SUMMARY: This best practice guide provides a step by step approach to reconciling the total of a prior period A/R or A/P aging to the A/R or A/P control account balance on the balance sheet for the same prior accounting period.

If reconciling the A/R aging or A/P aging through today with the current control account on the balance sheet is the problem, please see the best practice guides on this topic by clicking the links above.

As with reconciling the aging through today with the current A/R or A/P control account balance, the source of the difference between the total of the prior period aging and the A/R or A/P control account balance on the balance sheet for the prior period can’t be known apart from going through each step below, then determining if that step completely or partially fixed the difference

The difference can be caused by an incorrect control account balance for the prior period, an incorrect prior period aging total, or a combination of the two. This best practice guide will address those two areas, then conclude with an Appendix covering common issues with the prior period aging that don’t impact the total of the report.

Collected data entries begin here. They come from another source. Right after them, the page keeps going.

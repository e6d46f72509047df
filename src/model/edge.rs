// SPDX-FileCopyrightText: 2026 Bruno Meilick
// SPDX-License-Identifier: LicenseRef-Flowdeck-FreeUse-NoCopy-NoDerivatives
//
// All rights reserved.
//
// This file is part of Flowdeck and is proprietary software.
// Unauthorized copying, modification, or distribution is prohibited.

use serde::{Deserialize, Serialize};

use super::ids::{EdgeId, HandleId, NodeId};

/// A directed connection from a source node's output handle to a target node's input handle.
#[derive(Debug, Clone, PartialEq, Eq, Serialize, Deserialize)]
pub struct Edge {
    id: EdgeId,
    source_node_id: NodeId,
    #[serde(default)]
    source_handle_id: Option<HandleId>,
    target_node_id: NodeId,
    #[serde(default)]
    target_handle_id: Option<HandleId>,
}

impl Edge {
    pub fn new(
        id: EdgeId,
        source_node_id: NodeId,
        source_handle_id: Option<HandleId>,
        target_node_id: NodeId,
        target_handle_id: Option<HandleId>,
    ) -> Self {
        Self {
            id,
            source_node_id,
            source_handle_id,
            target_node_id,
            target_handle_id,
        }
    }

    pub fn id(&self) -> &EdgeId {
        &self.id
    }

    pub fn source_node_id(&self) -> &NodeId {
        &self.source_node_id
    }

    pub fn source_handle_id(&self) -> Option<&HandleId> {
        self.source_handle_id.as_ref()
    }

    pub fn target_node_id(&self) -> &NodeId {
        &self.target_node_id
    }

    pub fn target_handle_id(&self) -> Option<&HandleId> {
        self.target_handle_id.as_ref()
    }

    pub fn touches(&self, node_id: &NodeId) -> bool {
        &self.source_node_id == node_id || &self.target_node_id == node_id
    }

    /// Whether this edge leaves `node_id` through `handle_id` (`None` is its own handle).
    pub fn leaves_through(&self, node_id: &NodeId, handle_id: Option<&HandleId>) -> bool {
        &self.source_node_id == node_id && self.source_handle_id.as_ref() == handle_id
    }
}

Fixing Problems with the Prior Period A/R or A/P Control Account Balance

The essential first step to reconciling a prior period aging to the prior period control account balance is to reconcile the aging through today with the current balance in the control account. Reconciling these will often modify the control account balance, which in turn can help the prior period aging reconcile to the prior period control account balance.

First review the best practice guides on reconciling the A/R aging or A/P aging through today with the current control account balance and make sure these agree before proceeding with this best practice guide.

Other reasons exist that can cause the prior period control account to have an incorrect balance. One to be aware of is when voiding checks. When voiding checks in C&P, if the check’s accounting period is locked, the user is presented with the option to void it into the current accounting period . If the user voids it in the current accounting period, this will cause the prior period aging not to agree to the prior period control account balance for the period of the check.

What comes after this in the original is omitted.